Developing a scalable design token taxonomy for Prospa's Design System
29 Nov 2023
This post covers how we developed our tokens at Prospa to create a flexible taxonomy for a small but powerful set of semantic tokens.
Prospa’s mission is to make business happen by providing small business owners with the cash flow solutions they need to grow and prosper. We are Australia’s #1 online lender to small business and committed to helping small business owners access the funds they need to grow.
After rolling out a rebrand through the legacy design systems, we decided to build a new design system from the ground up. This was a great opportunity to rethink our approach to tokens and how we could make them more flexible and semantic.
The problem
The existing set of design styles in the legacy design system was comprised mainly of primitives and a vague set of styles.
Only a small handful of colors were represented as semantic styles & even those were being used haphazardly throughout Prospa’s apps. For Prospa’s design system and our consumers, this system was problematic.
After conducting multiple rounds of interviews with our design systems consuming teams, which included both designers and developers, we identified several significant pain points:
- Token names were difficult to understand
- Token names were lengthy, and were truncated in Figma
- There were too many tokens to choose from
- Teams had difficulty identifying rationale behind token use
These issues left our design systems consuming teams lacking any of the logic or rationale behind design decisions. There was no way for them to understand semantically which tokens were applied to specific use cases. This stalled their capabilities in extending the system logic to their own custom components and experiences. The usability issues left our designers at a loss; resulting in their use of primitives directly.
Our designers asked what to use when, which naturally led to semantic tokens so that they could apply styles with an understanding of the rationale, and to clearly communicate between designers and developers regarding how to construct their components.
Finding the solution
Token names are how design tokens are referenced and identified by our users. Building a clear taxonomy assisted us in appropriately and consistently classifying tokens, as well as providing a scalable and predictable naming convention for our designers & developers.
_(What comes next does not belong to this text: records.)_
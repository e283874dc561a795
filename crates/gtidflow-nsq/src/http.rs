use std::time::Duration;

use tracing::debug;

use crate::error::{NsqError, NsqResult};
use crate::topic::validate_topic;
use crate::Publisher;

/// Publishes through nsqd's HTTP `/pub` endpoint.
#[derive(Debug, Clone)]
pub struct NsqHttpPublisher {
    client: reqwest::Client,
    base_url: String,
}

impl NsqHttpPublisher {
    /// Create a publisher for `base_url` such as `http://127.0.0.1:4151`.
    pub fn new(base_url: impl Into<String>, timeout: Duration) -> NsqResult<Self> {
        let client = reqwest::Client::builder()
            .timeout(timeout)
            .build()
            .map_err(|e| NsqError::Network(e.to_string()))?;

        Ok(Self {
            client,
            base_url: base_url.into().trim_end_matches('/').to_string(),
        })
    }

    fn publish_url(&self, topic: &str) -> String {
        // '#' of an ephemeral topic would otherwise start a URL fragment.
        format!("{}/pub?topic={}", self.base_url, topic.replace('#', "%23"))
    }

    /// Check that nsqd answers its `/ping` endpoint.
    pub async fn ping(&self) -> NsqResult<()> {
        let response = self
            .client
            .get(format!("{}/ping", self.base_url))
            .send()
            .await
            .map_err(|e| NsqError::Network(e.to_string()))?;
        check_status(response).await
    }
}

impl Publisher for NsqHttpPublisher {
    async fn publish(&self, topic: &str, payload: Vec<u8>) -> NsqResult<()> {
        validate_topic(topic)?;
        if payload.is_empty() {
            return Err(NsqError::EmptyMessage);
        }

        let bytes = payload.len();
        let response = self
            .client
            .post(self.publish_url(topic))
            .header("Content-Type", "application/json")
            .body(payload)
            .send()
            .await
            .map_err(|e| NsqError::Network(e.to_string()))?;

        check_status(response).await?;
        debug!(topic, bytes, "Published message");
        Ok(())
    }
}

async fn check_status(response: reqwest::Response) -> NsqResult<()> {
    let status = response.status();
    if status.is_success() {
        return Ok(());
    }

    let message = response
        .text()
        .await
        .unwrap_or_else(|_| "<unable to read body>".to_string());

    if status.is_server_error() {
        Err(NsqError::ServerError {
            status: status.as_u16(),
            message,
        })
    } else {
        Err(NsqError::Rejected {
            status: status.as_u16(),
            message,
        })
    }
}

#[cfg(test)]
mod tests {
    use super::*;
    use std::sync::{Arc, Mutex};

    use tokio::io::{AsyncReadExt, AsyncWriteExt};
    use tokio::net::TcpListener;

    /// Serve one canned HTTP response per connection and record each request.
    async fn serve(status: &'static str, body: &'static str) -> (String, Arc<Mutex<Vec<String>>>) {
        let listener = TcpListener::bind("127.0.0.1:0").await.unwrap();
        let addr = listener.local_addr().unwrap();
        let requests = Arc::new(Mutex::new(Vec::new()));

        let recorded = Arc::clone(&requests);
        tokio::spawn(async move {
            while let Ok((mut socket, _)) = listener.accept().await {
                let request = read_request(&mut socket).await;
                recorded.lock().unwrap().push(request);

                let response = format!(
                    "HTTP/1.1 {}\r\nContent-Length: {}\r\nConnection: close\r\n\r\n{}",
                    status,
                    body.len(),
                    body
                );
                let _ = socket.write_all(response.as_bytes()).await;
                let _ = socket.shutdown().await;
            }
        });

        (format!("http://{}", addr), requests)
    }

    async fn read_request(socket: &mut tokio::net::TcpStream) -> String {
        let mut buf = Vec::new();
        let mut chunk = [0u8; 1024];
        loop {
            let n = socket.read(&mut chunk).await.unwrap();
            if n == 0 {
                break;
            }
            buf.extend_from_slice(&chunk[..n]);

            let text = String::from_utf8_lossy(&buf);
            if let Some(head_end) = text.find("\r\n\r\n") {
                let content_length = text[..head_end]
                    .lines()
                    .find_map(|line| {
                        let (name, value) = line.split_once(':')?;
                        name.eq_ignore_ascii_case("content-length")
                            .then(|| value.trim().parse::<usize>().ok())
                            .flatten()
                    })
                    .unwrap_or(0);
                if buf.len() >= head_end + 4 + content_length {
                    break;
                }
            }
        }
        String::from_utf8_lossy(&buf).into_owned()
    }

    #[tokio::test]
    async fn test_publish_posts_to_topic() {
        let (url, requests) = serve("200 OK", "OK").await;
        let publisher = NsqHttpPublisher::new(url, Duration::from_secs(5)).unwrap();

        publisher
            .publish("db1", br#"{"Schema":"db1"}"#.to_vec())
            .await
            .unwrap();

        let requests = requests.lock().unwrap();
        assert_eq!(requests.len(), 1);
        assert!(requests[0].starts_with("POST /pub?topic=db1 HTTP/1.1"));
        assert!(requests[0].ends_with(r#"{"Schema":"db1"}"#));
    }

    #[tokio::test]
    async fn test_server_error_is_retryable() {
        let (url, _) = serve("500 Internal Server Error", "E_PUB_FAILED").await;
        let publisher = NsqHttpPublisher::new(url, Duration::from_secs(5)).unwrap();

        let err = publisher.publish("db1", b"x".to_vec()).await.unwrap_err();
        assert!(matches!(err, NsqError::ServerError { status: 500, .. }));
        assert!(err.is_retryable());
    }

    #[tokio::test]
    async fn test_bad_request_is_permanent() {
        let (url, _) = serve("400 Bad Request", "E_BAD_TOPIC").await;
        let publisher = NsqHttpPublisher::new(url, Duration::from_secs(5)).unwrap();

        let err = publisher.publish("db1", b"x".to_vec()).await.unwrap_err();
        assert!(matches!(err, NsqError::Rejected { status: 400, ref message } if message == "E_BAD_TOPIC"));
        assert!(err.is_permanent());
    }

    #[tokio::test]
    async fn test_ping() {
        let (url, requests) = serve("200 OK", "OK").await;
        let publisher = NsqHttpPublisher::new(format!("{}/", url), Duration::from_secs(5)).unwrap();

        publisher.ping().await.unwrap();
        assert!(requests.lock().unwrap()[0].starts_with("GET /ping HTTP/1.1"));
    }

    #[tokio::test]
    async fn test_rejects_before_sending() {
        let publisher =
            NsqHttpPublisher::new("http://127.0.0.1:1", Duration::from_millis(100)).unwrap();

        assert!(matches!(
            publisher.publish("bad topic", b"x".to_vec()).await,
            Err(NsqError::InvalidTopic { .. })
        ));
        assert!(matches!(
            publisher.publish("db1", vec![]).await,
            Err(NsqError::EmptyMessage)
        ));
    }

    #[test]
    fn test_publish_url_escapes_ephemeral_marker() {
        let publisher =
            NsqHttpPublisher::new("http://nsqd:4151/", Duration::from_secs(1)).unwrap();
        assert_eq!(
            publisher.publish_url("db1#ephemeral"),
            "http://nsqd:4151/pub?topic=db1%23ephemeral"
        );
    }
}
We started defining semantic tokens and the taxonomy system based on some criteria:
- Favour clarity over brevity
- Consistency where possible
- Keep the set small
- Balance abstractions (keep generic but provide actionable context)
- Use an object-oriented taxonomy
With this approach, we would be able to identify tokens with broad use case coverage, and the taxonomy would be intuitive and rational. The number of tokens would be minimal to avoid extraneous use cases, but robust enough to have greater overall coverage. Finally, the tokens we created with this approach were tested with designers and developers from each of our consuming design systems teams to ensure we properly solved the problems we had.
What is use case coverage?
Use case coverage means the amount of use cases that would logically fit under a broader umbrella use case. For example, text-color-default
could apply to many different use cases across any component of the application, whereas title-color-default
would only apply to use cases of ‘title’ text.
This is how we framed the problem for our partner teams. Our solution needed to focus on use case coverage. In order to define this in a token system, we expressed how coverage changes for the different token types: primitives, semantics, and component tokens. By demonstrating the inverse relationship between precise contextual names and their use case coverage, we can see the value in a robust semantic token set.
Primitive tokens
Primitive tokens have no inherent design intent for how or where they should be used. Because of this, primitive tokens have the largest use case coverage for interfaces, since they can be used nearly anywhere. However, because of their lack of contextual precision, they hold little value in creating a cohesive visual language.
Semantic tokens
Semantic tokens have a wider range of contextual precision (how or where they should be used). Because of this, semantic tokens also have a wide range of use case coverage.
Component tokens
Component tokens highly contextual names mean they have very specific usage. Because of this precision, they can’t be reused very often and have less use case coverage than other token types.
This framing of token types and how they relate to use case coverage helped to frame the problem and solidify the solution for a more comprehensive set of semantic tokens.
Creating the taxonomy system
A core working group workshopped the initial set of tokens and draft taxonomy. Starting with color, we identified existing use cases and new required or potentially valuable use cases, such as basic text color options.
We performed several exercises during our workshops to create each category. First we grouped options based on their similarities — sometimes similarities in prior names, but more importantly similarities regarding how an option changes the design. We would then do word association exercises and scour a thesaurus for terms that best expressed what the options controlled. We dot-voted and discussed our options, which we later shared with partners and consumers to verify or revise our choices.